Durante ese curso la discoteca New People nos marcó a todos de alguna manera. Comenzamos a ir a las fiestas que por la tarde de viernes y sábado se organizaban. Allí nos juntábamos toda una generación. Mi generación. Allí esperábamos pacientemente a que la música cambiara a ritmo de lentas para sacar a bailar a la chica de turno. Allí sentí baladas como Still Loving You de Scorpions, Last Christmas de George Michael o Cruz de Navajas de Mecano. Allí recibí negativas firmes y tajantes cuando me atrevía a pedir algún baile y allí bailé por primera vez con una chica, que era la prima de uno de mis amigos, unos años mayor que yo.
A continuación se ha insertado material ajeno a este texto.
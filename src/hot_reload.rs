//! # Hot Reload Module
//!
//! Watches an OpenAPI document on disk and swaps a fresh snapshot into an
//! [`OpenApiValidator`] whenever the file changes.
//!
//! ## Usage
//!
//! ```rust,ignore
//! use oasgate::hot_reload::watch_spec;
//! use std::sync::Arc;
//!
//! let validator = Arc::new(OpenApiValidator::from_path("openapi.yaml", options, registry)?);
//! let _watcher = watch_spec("openapi.yaml", Arc::clone(&validator))?;
//! // keep `_watcher` alive for as long as reloads should happen
//! ```
//!
//! ## Reload Process
//!
//! 1. **Detection** - the filesystem watcher reports a modify or create event
//! 2. **Parse** - the document is re-read and parsed
//! 3. **Build** - route table, validators and handler bindings are rebuilt
//! 4. **Swap** - the new snapshot is published atomically
//!
//! ## Error Handling
//!
//! If the new document fails to parse or build, the error is logged and the
//! previous snapshot stays active. Requests are never served from a partly
//! built snapshot.

use crate::pipeline::OpenApiValidator;
use notify::{Config, EventKind, RecommendedWatcher, RecursiveMode, Watcher};
use std::path::{Path, PathBuf};
use std::sync::Arc;
use tracing::{error, info, warn};

/// Watch `spec_path` and reload `validator` on every change.
///
/// The returned watcher stops watching when dropped.
///
/// # Errors
///
/// Returns an error if the watcher cannot be created or the path cannot be watched.
pub fn watch_spec<P>(spec_path: P, validator: Arc<OpenApiValidator>) -> notify::Result<RecommendedWatcher>
where
    P: AsRef<Path>,
{
    watch_spec_with(spec_path, validator, |_| {})
}

/// Like [`watch_spec`], calling `on_reload` with the new version after each
/// successful swap.
///
/// # Errors
///
/// Returns an error if the watcher cannot be created or the path cannot be watched.
pub fn watch_spec_with<P, F>(
    spec_path: P,
    validator: Arc<OpenApiValidator>,
    mut on_reload: F,
) -> notify::Result<RecommendedWatcher>
where
    P: AsRef<Path>,
    F: FnMut(&crate::validator_cache::SpecVersion) + Send + 'static,
{
    let path: PathBuf = spec_path.as_ref().to_path_buf();
    let watch_path = path.clone();

    let mut watcher = RecommendedWatcher::new(
        move |res: Result<notify::Event, notify::Error>| match res {
            Ok(event) => {
                if !matches!(event.kind, EventKind::Modify(_) | EventKind::Create(_)) {
                    return;
                }
                match validator.reload_from_path(&watch_path) {
                    Ok(version) => {
                        info!(
                            path = %watch_path.display(),
                            spec_version = version.version,
                            spec_hash = %version.hash,
                            "hot-reload: document swapped in"
                        );
                        on_reload(&version);
                    }
                    Err(e) => {
                        warn!(
                            path = %watch_path.display(),
                            error = %e,
                            "hot-reload: keeping previous document"
                        );
                    }
                }
            }
            Err(e) => error!(error = %e, "hot-reload: watch error"),
        },
        Config::default(),
    )?;

    watcher.watch(&path, RecursiveMode::NonRecursive)?;
    Ok(watcher)
}
use criterion::{black_box, criterion_group, criterion_main, Criterion};
use http::Method;
use oasgate::router::RouteTable;
use oasgate::{load_spec, ApiRequest, ApiResponse, OpenApiValidator, ValidatorOptions};
use std::path::PathBuf;

fn fixture() -> PathBuf {
    PathBuf::from(env!("CARGO_MANIFEST_DIR")).join("tests/fixtures/products.yaml")
}

/// A wide table: the fixture plus generated literal and templated routes.
fn wide_table() -> RouteTable {
    let mut yaml = String::from("openapi: 3.1.0\ninfo:\n  title: wide\n  version: \"1\"\nservers:\n  - url: /api\npaths:\n");
    for i in 0..200 {
        yaml.push_str(&format!(
            "  /resource{i}:\n    get:\n      responses:\n        \"200\": {{ description: OK }}\n"
        ));
        yaml.push_str(&format!(
            "  /resource{i}/{{id}}/items/{{item_id}}:\n    get:\n      parameters:\n        - {{ name: id, in: path, required: true, schema: {{ type: integer }} }}\n        - {{ name: item_id, in: path, required: true, schema: {{ type: string }} }}\n      responses:\n        \"200\": {{ description: OK }}\n"
        ));
    }
    let spec = oasgate::load_spec_from_str(&yaml, oasgate::DocumentFormat::Yaml).unwrap();
    RouteTable::build(&spec).unwrap()
}

fn bench_resolve(c: &mut Criterion) {
    let spec = load_spec(fixture()).unwrap();
    let table = RouteTable::build(&spec).unwrap();
    c.bench_function("resolve_literal", |b| {
        b.iter(|| table.resolve(black_box(&Method::POST), black_box("/api/v1/products/inlined")))
    });
    c.bench_function("resolve_templated", |b| {
        b.iter(|| table.resolve(black_box(&Method::GET), black_box("/api/v1/products/42")))
    });

    let wide = wide_table();
    c.bench_function("resolve_wide_table_last_route", |b| {
        b.iter(|| wide.resolve(black_box(&Method::GET), black_box("/api/resource199/7/items/abc")))
    });
    c.bench_function("resolve_wide_table_miss", |b| {
        b.iter(|| wide.resolve(black_box(&Method::GET), black_box("/api/nothing/here")))
    });
}

fn bench_pipeline(c: &mut Criterion) {
    let spec = load_spec(fixture()).unwrap();
    let validator = OpenApiValidator::new(&spec, ValidatorOptions::builder().validate_security(false).build().unwrap()).unwrap();
    c.bench_function("pipeline_query_and_path", |b| {
        b.iter(|| {
            let req = ApiRequest::new(Method::GET, "/api/v1/products?limit=10&tags=a&tags=b");
            futures::executor::block_on(validator.handle(black_box(req), |_| async {
                Ok(ApiResponse::empty(200))
            }))
        })
    });
    c.bench_function("pipeline_json_body", |b| {
        b.iter(|| {
            let req = ApiRequest::new(Method::POST, "/api/v1/products/inlined")
                .json(serde_json::json!({"name": "Lamp", "price": "19.99"}));
            futures::executor::block_on(validator.handle(black_box(req), |_| async {
                Ok(ApiResponse::empty(200))
            }))
        })
    });
}

criterion_group!(benches, bench_resolve, bench_pipeline);
criterion_main!(benches);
Entonces no vi en ella el gesto de compasión y piedad que seguramente tuvo.
Poco tardó luego la vida en curtirme y en hacerme más firme y decidido. Como cazador de amores imposibles fallé varios blancos, pero la experiencia me sirvió para afinar la puntería hasta tal extremo que en la primavera terminé saliendo con una chica, la primera, pasando por encima de otros rivales, que además de rivales eran amigos.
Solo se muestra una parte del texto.